In [None]:
import numpy as np
import pandas as pd
import os
import torch
import torch.nn as nn
import torch.optim as optim
from sklearn.model_selection import train_test_split
from sklearn.metrics import accuracy_score, precision_score, recall_score
from torch.utils.data import DataLoader, TensorDataset

In [None]:
p_center = "NYU"

In [None]:
from google.colab import drive
drive.mount('/content/drive')

In [None]:
# 1 is for asd and 0 is for healthy
df_labels = pd.read_csv('/content/drive/My Drive/Phenotypic_V1_0b_preprocessed1.csv')#path
df_labels.DX_GROUP = df_labels.DX_GROUP.map({1: 1, 2:0})


labels = {}
for row in df_labels.iterrows():
    file_id = row[1]['FILE_ID']
    y_label = row[1]['DX_GROUP']
    if file_id == 'no_filename':
        continue
    assert(file_id not in labels)
    labels[file_id] = y_label


In [None]:
def get_key(filename):
    f_split = filename.split('_')
    if f_split[3] == 'rois':
        key = '_'.join(f_split[0:3])
    else:
        key = '_'.join(f_split[0:2])
    return key

In [None]:
data_main_path = '/content/drive/My Drive/cc400precdata/ABIDE_pcp/cpac/filt_global' #path to time series data
#data_main_path = '/content/drive/My Drive/power264'
flist = os.listdir(data_main_path)
print(len(flist))

for f in range(len(flist)):
    flist[f] = get_key(flist[f])

In [None]:
centers_dict = {}
for f in flist:
    key = f.split('_')[0]

    if key not in centers_dict:
        centers_dict[key] = []
    centers_dict[key].append(f)

flist = np.array(centers_dict[p_center])

In [None]:
ASD_labels = []
for f in flist:
    ASD_labels.append(labels[f])

print(len(ASD_labels))

In [None]:
folder_path = '/content/drive/My Drive/cc400precdata/ABIDE_pcp/cpac/filt_global'
fMRI_samples = []
selected_files = [f for f in os.listdir(folder_path) if f.startswith('NYU')]
print(selected_files)
for file_name in selected_files:
    file_path = os.path.join(folder_path, file_name)
    data = np.loadtxt(file_path)
    print(data.shape)
    fMRI_samples.append(data)

fMRI_data = np.array(fMRI_samples)
print(fMRI_data.shape)

### using RNN for some sites

In [None]:
X_train, X_test, y_train, y_test = train_test_split(fMRI_data, ASD_labels, test_size=0.2, random_state=42)
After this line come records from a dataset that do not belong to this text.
/// Everything that can stop a dashboard interaction
///
/// Load, normalize, filter and aggregate failures abort the whole render.
/// `Render` and `Export` only ever come out of an export action and are kept
/// apart from the rendered dashboard by the caller.
#[derive(Debug, thiserror::Error)]
pub enum DashboardError {
    #[error("could not read the {format} file: {reason}")]
    Decode { format: String, reason: String },
    #[error(transparent)]
    DateParse(#[from] DateParseError),
    #[error("no rows match the current filters")]
    EmptyAggregation,
    #[error("could not render chart: {0}")]
    Render(String),
    #[error("could not export table: {0}")]
    Export(String),
    #[error("required column `{0}` is missing")]
    MissingColumn(String),
    #[error("column `{column}` row {row}: `{value}` is not a number")]
    InvalidValue {
        column: String,
        row: usize,
        value: String,
    },
}

/// Why the `Date` column could not be turned into calendar dates
#[derive(Debug, Clone, PartialEq, thiserror::Error)]
pub enum DateParseError {
    #[error("the file has no `Date` column")]
    MissingColumn,
    #[error("row {row}: cannot read `{value}` as a date")]
    Unparseable { row: usize, value: String },
}

impl DashboardError {
    pub(crate) fn decode(format: &str, reason: impl ToString) -> Self {
        DashboardError::Decode {
            format: format.to_string(),
            reason: reason.to_string(),
        }
    }
}

pub type Result<T> = std::result::Result<T, DashboardError>;
async fn serve_dashboard(
    State(state): State<Arc<AppState>>,
    jar: CookieJar,
    Query(query): Query<DashboardQuery>,
) -> Response {
    let session = existing_session(&state, &jar);
    match query.selection() {
        Ok(selection) => render_page(state, session, selection, None).await.into_response(),
        Err(message) => {
            let page = render_page(state, session, FilterSelection::default(), Some(message)).await;
            (StatusCode::BAD_REQUEST, page).into_response()
        }
    }
}

async fn upload_file(
    State(state): State<Arc<AppState>>,
    jar: CookieJar,
    mut multipart: Multipart,
) -> Response {
    let mut upload = None;
    loop {
        match multipart.next_field().await {
            Ok(Some(field)) if field.name() == Some("file") => {
                let file_name = field.file_name().unwrap_or_default().to_string();
                match field.bytes().await {
                    Ok(bytes) => upload = Some((file_name, bytes)),
                    Err(e) => return (StatusCode::BAD_REQUEST, e.to_string()).into_response(),
                }
            }
            Ok(Some(_)) => {}
            Ok(None) => break,
            Err(e) => return (StatusCode::BAD_REQUEST, e.to_string()).into_response(),
        }
    }

    let Some((file_name, bytes)) = upload else {
        return (StatusCode::BAD_REQUEST, "No file data received").into_response();
    };

    let (jar, session) = claim_session(&state, jar);
    let target = Arc::clone(&session);
    let loaded = blocking(move || {
        lock_session(&target)
            .set_upload(&file_name, &bytes)
            .map(|_| ())
    })
    .await;

    match loaded {
        Ok(Ok(())) => (jar, Redirect::to("/")).into_response(),
        Ok(Err(e)) => {
            let page = render_page(
                state,
                Some(session),
                FilterSelection::default(),
                Some(error_message(&e)),
            )
            .await;
            (jar, (StatusCode::UNPROCESSABLE_ENTITY, page)).into_response()
        }
        Err(e) => (jar, e).into_response(),
    }
}

async fn toggle_theme(State(state): State<Arc<AppState>>, jar: CookieJar) -> Response {
    let (jar, session) = claim_session(&state, jar);
    let theme = lock_session(&session).toggle_theme();
    info!("switched to {:?} theme", theme);
    (jar, Redirect::to("/")).into_response()
}

async fn get_dashboard(
    State(state): State<Arc<AppState>>,
    jar: CookieJar,
    Query(query): Query<DashboardQuery>,
) -> Response {
    match with_dashboard(&state, &jar, query, |dashboard, _| Ok(dashboard)).await {
        Ok(dashboard) => Json(dashboard).into_response(),
        Err(e) => e.into_response(),
    }
}

async fn download_csv(
    State(state): State<Arc<AppState>>,
    jar: CookieJar,
    Query(query): Query<DashboardQuery>,
) -> Response {
    let csv = with_dashboard(&state, &jar, query, |dashboard, _| {
        dashboard.csv.ok_or_else(|| {
            ApiError::Dashboard(DashboardError::Export("csv export failed".to_string()))
        })
    })
    .await;
    match csv {
        Ok(bytes) => (
            [
                (header::CONTENT_TYPE, "text/csv"),
                (
                    header::CONTENT_DISPOSITION,
                    "attachment; filename=\"filtered_data.csv\"",
                ),
            ],
            bytes,
        )
            .into_response(),
        Err(e) => e.into_response(),
    }
}

async fn download_xlsx(
    State(state): State<Arc<AppState>>,
    jar: CookieJar,
    Query(query): Query<DashboardQuery>,
) -> Response {
    let xlsx = with_dashboard(&state, &jar, query, |dashboard, _| {
        export_xlsx(&dashboard.filtered).map_err(ApiError::from)
    })
    .await;
    match xlsx {
        Ok(bytes) => (
            [
                (
                    header::CONTENT_TYPE,
                    "application/vnd.openxmlformats-officedocument.spreadsheetml.sheet",
                ),
                (
                    header::CONTENT_DISPOSITION,
                    "attachment; filename=\"filtered_data.xlsx\"",
                ),
            ],
            bytes,
        )
            .into_response(),
        Err(e) => e.into_response(),
    }
}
# Convert to PyTorch tensors
X_train = torch.tensor(X_train, dtype=torch.float32)
X_test = torch.tensor(X_test, dtype=torch.float32)
y_train = torch.tensor(y_train, dtype=torch.long)
y_test = torch.tensor(y_test, dtype=torch.long)
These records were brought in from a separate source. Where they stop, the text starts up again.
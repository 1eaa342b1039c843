//! Runs a plan phase by phase.
//!
//! Nothing in here aborts a run: a package failure is recorded and the next
//! package starts, a tool that cannot be bootstrapped fails its own phase
//! only. The capability snapshot is re-probed after the system phase and
//! after every bootstrap attempt.

use std::collections::{BTreeMap, HashMap};
use std::rc::Rc;
use std::time::Duration;

use serde_json::json;

use super::PackageManagerKind;
use super::adapter::PackageManagerAdapter;
use super::bootstrap::Bootstrapper;
use super::capability::{Capabilities, CapabilityProbe};
use super::outcome::{FailureReason, InstallResult, MultiPackagePolicy};
use super::plan::{InstallationPhase, Plan};
use super::report::{PackageReport, PhaseReport, PhaseState, RunReport};
use super::runner::{CommandRunner, Invocation};
use super::spec::PackageSpec;
use super::translate::translate;
use crate::common::progress::create_spinner;
use crate::error::RestoreError;
use crate::platform::Platform;
use crate::ui::prelude::*;

pub const DEFAULT_INSTALL_TIMEOUT: Duration = Duration::from_secs(300);
pub const DEFAULT_BOOTSTRAP_TIMEOUT: Duration = Duration::from_secs(1800);

#[derive(Debug, Clone, Copy, PartialEq, Eq)]
pub struct ExecutorOptions {
    /// Limit for each installer invocation
    pub timeout: Duration,
    /// Limit for each tool bootstrap
    pub bootstrap_timeout: Duration,
    pub policy: MultiPackagePolicy,
    /// Try to install missing package-manager tools
    pub bootstrap: bool,
}

impl Default for ExecutorOptions {
    fn default() -> Self {
        Self {
            timeout: DEFAULT_INSTALL_TIMEOUT,
            bootstrap_timeout: DEFAULT_BOOTSTRAP_TIMEOUT,
            policy: MultiPackagePolicy::All,
            bootstrap: true,
        }
    }
}

pub struct Executor<'a> {
    platform: Platform,
    options: ExecutorOptions,
    adapters: BTreeMap<PackageManagerKind, Box<dyn PackageManagerAdapter>>,
    runner: Rc<dyn CommandRunner>,
    probe: &'a dyn CapabilityProbe,
    bootstrapper: Bootstrapper,
    caps: Capabilities,
    /// Tools whose bootstrap already failed this run, with the reason.
    failed_tools: HashMap<String, String>,
    use_sudo: bool,
    sudo_primed: bool,
}

impl<'a> Executor<'a> {
    pub fn new(
        platform: Platform,
        adapters: BTreeMap<PackageManagerKind, Box<dyn PackageManagerAdapter>>,
        runner: Rc<dyn CommandRunner>,
        probe: &'a dyn CapabilityProbe,
        bootstrapper: Bootstrapper,
        options: ExecutorOptions,
    ) -> Self {
        Self {
            platform,
            options,
            adapters,
            runner,
            probe,
            bootstrapper,
            caps: probe.probe(),
            failed_tools: HashMap::new(),
            use_sudo: false,
            sudo_primed: false,
        }
    }

    /// Ask for the sudo password once before the first root install.
    pub fn with_sudo(mut self, use_sudo: bool) -> Self {
        self.use_sudo = use_sudo;
        self
    }

    /// Re-probe which executables are visible.
    pub fn refresh(&mut self) {
        self.caps = self.probe.probe();
        emit(
            Level::Debug,
            "restore.capabilities.refresh",
            &format!(
                "Visible tools: {}",
                self.caps.available().collect::<Vec<_>>().join(", ")
            ),
            None,
        );
    }

    pub fn execute(&mut self, plan: &Plan) -> RunReport {
        let phases = plan
            .phases
            .iter()
            .map(|phase| {
                let report = self.run_phase(phase);
                if phase.kind == PackageManagerKind::System {
                    // Runtimes from the system phase unlock the language managers
                    self.refresh();
                }
                report
            })
            .collect();

        RunReport {
            platform: self.platform,
            policy: self.options.policy,
            phases,
            skipped: plan.skipped.clone(),
        }
    }

    fn run_phase(&mut self, phase: &InstallationPhase) -> PhaseReport {
        let mut report = PhaseReport::new(phase.kind);
        if phase.packages.is_empty() {
            report.state = PhaseState::Completed;
            return report;
        }

        report.state = PhaseState::Running;
        emit(
            Level::Info,
            "restore.phase.start",
            &format!(
                "{} {} ({} package{})",
                char::from(NerdFont::Package),
                phase.kind.display_name(),
                phase.packages.len(),
                if phase.packages.len() == 1 { "" } else { "s" }
            ),
            Some(json!({ "kind": phase.kind, "packages": phase.packages.len() })),
        );

        let Some(mut adapter) = self.adapters.remove(&phase.kind) else {
            let reason = format!("no {} adapter on {}", phase.kind, self.platform);
            report.packages = fail_all(&phase.packages, "none", &reason);
            report.bootstrap_error = Some(reason);
            report.state = PhaseState::Completed;
            return report;
        };

        match self.ensure_tool(adapter.as_ref()) {
            Ok(()) => {
                report.packages = phase
                    .packages
                    .iter()
                    .map(|spec| self.install_spec(adapter.as_mut(), spec))
                    .collect();
            }
            Err(RestoreError::BootstrapFailure { tool, reason, .. }) => {
                report.packages = fail_all(&phase.packages, &tool, &reason);
                report.bootstrap_error = Some(format!("{}: {}", tool, reason));
            }
            Err(other) => {
                let reason = other.to_string();
                report.packages = fail_all(&phase.packages, "", &reason);
                report.bootstrap_error = Some(reason);
            }
        }

        self.adapters.insert(phase.kind, adapter);
        report.state = PhaseState::Completed;

        let counts = report.counts();
        emit(
            Level::Info,
            "restore.phase.complete",
            &format!(
                "{} {}: {} installed, {} present, {} failed",
                char::from(NerdFont::List),
                phase.kind.display_name(),
                counts.installed,
                counts.already_present,
                counts.failed
            ),
            Some(json!({ "kind": phase.kind, "counts": counts })),
        );
        report
    }

    /// Make sure `adapter` has an executable, bootstrapping it if allowed.
    fn ensure_tool(&mut self, adapter: &dyn PackageManagerAdapter) -> Result<(), RestoreError> {
        if adapter.resolve_tool(&self.caps).is_some() {
            return Ok(());
        }

        let kind = adapter.kind();
        let tool = adapter.tools().first().copied().unwrap_or("unknown");
        let failure = |reason: String| RestoreError::BootstrapFailure {
            kind,
            tool: tool.to_string(),
            reason,
        };

        if let Some(reason) = self.failed_tools.get(tool) {
            return Err(failure(reason.clone()));
        }
        if !self.options.bootstrap {
            return Err(failure("not found and bootstrapping is disabled".into()));
        }

        let invocation = match self.bootstrapper.invocation(tool, &self.caps) {
            Ok(invocation) => invocation,
            Err(reason) => {
                self.failed_tools.insert(tool.to_string(), reason.clone());
                return Err(failure(reason));
            }
        };

        emit(
            Level::Info,
            "restore.bootstrap.start",
            &format!(
                "{} {} not found, bootstrapping it for {} packages",
                char::from(NerdFont::Wrench),
                tool,
                kind.display_name()
            ),
            Some(json!({ "tool": tool, "kind": kind })),
        );
        let outcome = self
            .runner
            .run(&invocation, Some(self.options.bootstrap_timeout));
        self.refresh();

        let reason = match InstallResult::from_outcome(outcome) {
            InstallResult::Failed { reason } => Some(reason.to_string()),
            _ if adapter.resolve_tool(&self.caps).is_none() => {
                Some("still not found after bootstrap".to_string())
            }
            _ => None,
        };

        match reason {
            None => {
                emit(
                    Level::Success,
                    "restore.bootstrap.done",
                    &format!("{} {} is ready", char::from(NerdFont::Check), tool),
                    Some(json!({ "tool": tool, "kind": kind })),
                );
                Ok(())
            }
            Some(reason) => {
                let err = failure(reason.clone());
                emit(
                    Level::Error,
                    "restore.bootstrap.failed",
                    &format!("{} {}", char::from(NerdFont::CrossCircle), err),
                    Some(json!({ "tool": tool, "kind": kind, "reason": reason })),
                );
                self.failed_tools.insert(tool.to_string(), reason);
                Err(err)
            }
        }
    }

    fn install_spec(
        &mut self,
        adapter: &mut dyn PackageManagerAdapter,
        spec: &PackageSpec,
    ) -> PackageReport {
        let concrete = if spec.kind == PackageManagerKind::System {
            translate(self.platform, &spec.name)
        } else {
            vec![spec.name.clone()]
        };

        let results: Vec<(String, InstallResult)> = concrete
            .iter()
            .map(|package| {
                let result = self.install_concrete(adapter, package);
                (package.clone(), result)
            })
            .collect();
        let result = self.options.policy.combine(&results);

        let partial: Vec<&str> = results
            .iter()
            .filter(|(_, r)| r.is_failed())
            .map(|(name, _)| name.as_str())
            .collect();
        if !result.is_failed() && !partial.is_empty() {
            emit(
                Level::Warn,
                "restore.package.partial",
                &format!(
                    "{} {}: could not install {}",
                    char::from(NerdFont::Warning),
                    spec.name,
                    partial.join(", ")
                ),
                Some(json!({ "kind": spec.kind, "package": spec.name, "failed": partial })),
            );
        }

        report_package(spec, &concrete, &result);
        PackageReport {
            name: spec.name.clone(),
            concrete,
            result,
        }
    }

    fn install_concrete(
        &mut self,
        adapter: &mut dyn PackageManagerAdapter,
        package: &str,
    ) -> InstallResult {
        if adapter.is_installed(package, &self.caps) {
            return InstallResult::AlreadyPresent;
        }

        if adapter.needs_root() {
            self.prime_sudo();
        }
        if let Err(e) = adapter.prepare(&self.caps, self.options.timeout) {
            emit(
                Level::Warn,
                "restore.adapter.prepare_failed",
                &format!(
                    "{} Could not prepare {}: {:#}",
                    char::from(NerdFont::Warning),
                    adapter.kind().display_name(),
                    e
                ),
                None,
            );
        }

        let spinner = create_spinner(format!("Installing {}", package));
        let result = adapter.install(package, &self.caps, self.options.timeout);
        spinner.finish_and_clear();
        result
    }

    /// Validate sudo credentials up front so captured installs never prompt.
    fn prime_sudo(&mut self) {
        if !self.use_sudo || self.sudo_primed {
            return;
        }
        self.sudo_primed = true;

        let Some(sudo) = self.caps.resolve("sudo") else {
            return;
        };
        let invocation = Invocation::new(sudo, ["-v"]).interactive();
        let outcome = self
            .runner
            .run(&invocation, Some(self.options.bootstrap_timeout));
        if !outcome.is_success() {
            emit(
                Level::Warn,
                "restore.sudo.failed",
                &format!(
                    "{} sudo -v did not succeed; root installs may fail",
                    char::from(NerdFont::Warning)
                ),
                None,
            );
        }
    }
}

fn fail_all(packages: &[PackageSpec], tool: &str, reason: &str) -> Vec<PackageReport> {
    packages
        .iter()
        .map(|spec| {
            let result = InstallResult::failed(FailureReason::Bootstrap {
                tool: tool.to_string(),
                message: reason.to_string(),
            });
            report_package(spec, std::slice::from_ref(&spec.name), &result);
            PackageReport {
                name: spec.name.clone(),
                concrete: vec![spec.name.clone()],
                result,
            }
        })
        .collect()
}

fn report_package(spec: &PackageSpec, concrete: &[String], result: &InstallResult) {
    let shown = if concrete.len() == 1 && concrete[0] == spec.name {
        spec.name.clone()
    } else {
        format!("{} → {}", spec.name, concrete.join(", "))
    };
    let data = Some(json!({
        "kind": spec.kind,
        "package": spec.name,
        "concrete": concrete,
        "result": result,
    }));

    match result {
        InstallResult::Installed => emit(
            Level::Success,
            "restore.package.installed",
            &format!("  {} {}", char::from(NerdFont::Check), shown),
            data,
        ),
        InstallResult::AlreadyPresent => emit(
            Level::Info,
            "restore.package.present",
            &format!("  {} {} (already installed)", char::from(NerdFont::Minus), shown),
            data,
        ),
        InstallResult::Failed { reason } => emit(
            Level::Error,
            "restore.package.failed",
            &format!(
                "  {} {}: {}",
                char::from(NerdFont::CrossCircle),
                shown,
                RestoreError::PackageInstallFailure {
                    kind: spec.kind,
                    package: spec.name.clone(),
                    reason: reason.to_string(),
                }
            ),
            data,
        ),
    }
}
# Create DataLoader instances
train_dataset = TensorDataset(X_train, y_train)
test_dataset = TensorDataset(X_test, y_test)
train_loader = DataLoader(train_dataset, batch_size=16, shuffle=True)
test_loader = DataLoader(test_dataset, batch_size=16, shuffle=False)

In [None]:
class DeepLSTM(nn.Module):
    def __init__(self, input_size, hidden_size, output_size, num_layers=2):
        super(DeepLSTM, self).__init__()
        self.hidden_size = hidden_size
        self.num_layers = num_layers
        self.lstm = nn.LSTM(input_size, hidden_size, num_layers, batch_first=True, dropout=0.2)
        self.fc = nn.Linear(hidden_size, output_size)

    def forward(self, x):
        h0 = torch.zeros(self.num_layers, x.size(0), self.hidden_size).to(x.device)
        c0 = torch.zeros(self.num_layers, x.size(0), self.hidden_size).to(x.device)
        out, _ = self.lstm(x, (h0, c0))
        out = self.fc(out[:, -1, :])
        return out


In [None]:
# Hyperparameters
input_size = 392  # Number of brain regions 
hidden_size = 128
output_size = 2  
num_layers = 3  
num_epochs = 10
learning_rate = 0.001

model = DeepLSTM(input_size, hidden_size, output_size, num_layers).to('cuda')
criterion = nn.CrossEntropyLoss()
optimizer = optim.Adam(model.parameters(), lr=learning_rate)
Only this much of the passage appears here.